The Kvant-1 module contained scientific instruments for astrophysical observations and materials science experiments. It was used to conduct research into the physics of active galaxies, quasars and neutron stars and it was uniquely positioned for studies of the Supernova SN 1987A. Furthermore, it supported biotechnology experiments in anti-viral preparations and fractions. Some additions to Kvant-1 during its lifetime were solar arrays and the Sofora and Rapana girders.

The Kvant-1 module was based on the TKS spacecraft and was the first, experimental version of a planned series of '37K' type modules. The 37K modules featured a jettisonable TKS-E type propulsion module, also called the Functional Service Module (FSM). The control system of Kvant-1 had been developed by NPO "Electropribor" (Kharkiv, Ukraine).[5]

After previous engineering tests with the Salyut 6 and Salyut 7 space stations (and temporarily attached TKS derived space station modules like Kosmos 1267, Kosmos 1443 and Kosmos 1686) it became the first space station module to be attached semipermanently to the first modular space station in the history of space flight.[3] Kvant-1 was originally planned to be docked to the Salyut 7 space station, the plans however evolved to launch to Mir, initially considered on board the Soviet Buran space shuttle, which finally changed to a launch to Mir by the Proton-K rocket.


Kvant-1 docked to the Mir Core Module, with Soyuz TM-3 docked to its aft port.
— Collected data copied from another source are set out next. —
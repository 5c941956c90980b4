// Copyright (c) 2024-2026 Martin Schröder <info@swedishembedded.com>
//
// SPDX-License-Identifier: Apache-2.0
//! Deterministic DCAT-AP-style enrichment.
//!
//! Themes come from the EU data-theme authority table; tags are a fixed
//! per-category set. Both are pure lookup tables so published metadata is
//! reproducible from the item alone.

use zguby_events::Category;

const THEME_BASE: &str = "http://publications.europa.eu/resource/authority/data-theme";

/// EU data-theme URI for a category.
pub fn theme_uri(category: Category) -> String {
    let code = match category {
        Category::Dokumenty => "GOVE",
        Category::Elektronika => "TECH",
        Category::Rowery => "TRAN",
        Category::Klucze
        | Category::PortfeleITorby
        | Category::Odziez
        | Category::Bizuteria
        | Category::Okulary
        | Category::Inne => "SOCI",
    };
    format!("{THEME_BASE}/{code}")
}

/// Default keyword tags for a category. Every set carries the two portal
/// discovery tags plus category-specific keywords.
pub fn default_tags(category: Category) -> Vec<String> {
    let specific: &[&str] = match category {
        Category::Dokumenty => &["dokumenty", "dowody"],
        Category::Klucze => &["klucze"],
        Category::PortfeleITorby => &["portfele", "torby"],
        Category::Elektronika => &["elektronika", "telefony"],
        Category::Odziez => &["odzież"],
        Category::Bizuteria => &["biżuteria", "zegarki"],
        Category::Okulary => &["okulary"],
        Category::Rowery => &["rowery", "hulajnogi"],
        Category::Inne => &[],
    };
    let mut tags = vec!["zguby".to_string(), "rzeczy znalezione".to_string()];
    tags.extend(specific.iter().map(|t| t.to_string()));
    tags
}

/// Spatial label for the DCAT record: the trimmed location, when present.
pub fn spatial_label(location: &str) -> Option<String> {
    let trimmed = location.trim();
    (!trimmed.is_empty()).then(|| trimmed.to_string())
}

// ─── Unit tests ──────────────────────────────────────────────────────────────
The Kvant spacecraft represented the first use of a new kind of Soviet space station module, designated 37K. An order authorising the beginning of development was issued on 17 September 1979. The basic 37K design consisted of a 4.2 m diameter pressurised cylinder with a docking port at the forward end. It was not equipped with its own propulsion system. The original authorisation was for a total of eight 37K's of various configurations:

  • One experimental 37KE (using a surplus FGB module of the cancelled Chelomei TKS manned ferry as a tug) which would be docked to the front port of the Salyut 7 space station.
  • Four 37KS modules for Mir. These would be delivered and docked to the station by a new lighter weight FGO tug.
  • Three 37KB modules. These would be carried in the payload bay of the Buran space shuttle. They could remain attached to the bay or (modified to the 37KBI configuration) be docked to the Mir or Mir-2 space stations using the Buran manipulator arm.

The 37KE was designated Kvant and was equipped with an astrophysics payload. It also used the Salyut-5B digital flight control computer and Gyrodyne flywheel orientation system developed for Almaz. As the module neared completion Salyut 7 experienced numerous technical problems and Kvant was retargeted for a docking with Mir. But at that time Mir was planned to be in a 65 degree orbit, and Kvant was 800 kg too heavy for the Proton launch vehicle to place in such an orbit. In January 1985 Mir was changed to a 51.6 degree orbit, which solved one problem. But now it was planned that Kvant would dock with the rear port of Mir, requiring the addition of lines to conduct rocket propellant from Progress tanker spacecraft to Mir's storage tanks. This increased weight again, forcing the FGB to have its propellant load reduced to 60% in the high pressure tanks and empty low pressure tanks. With a reported total launch weight varying between 20,600 and 22,797 kilograms (45,415 and 50,259 lb),[3][6] Kvant-1 was supposedly at that time the heaviest payload lifted by Proton, requiring special custom modifications to its launch vehicle.[6]


Cut-away view of Kvant-1

Kvant-1 consisted of two pressurized working compartments, one unpressurized experiment compartment and one small airlock for access to the telescopes and film change and retrieval. It also carried additional life support systems including an Elektron oxygen generator and equipment for removing carbon dioxide from the air.[3]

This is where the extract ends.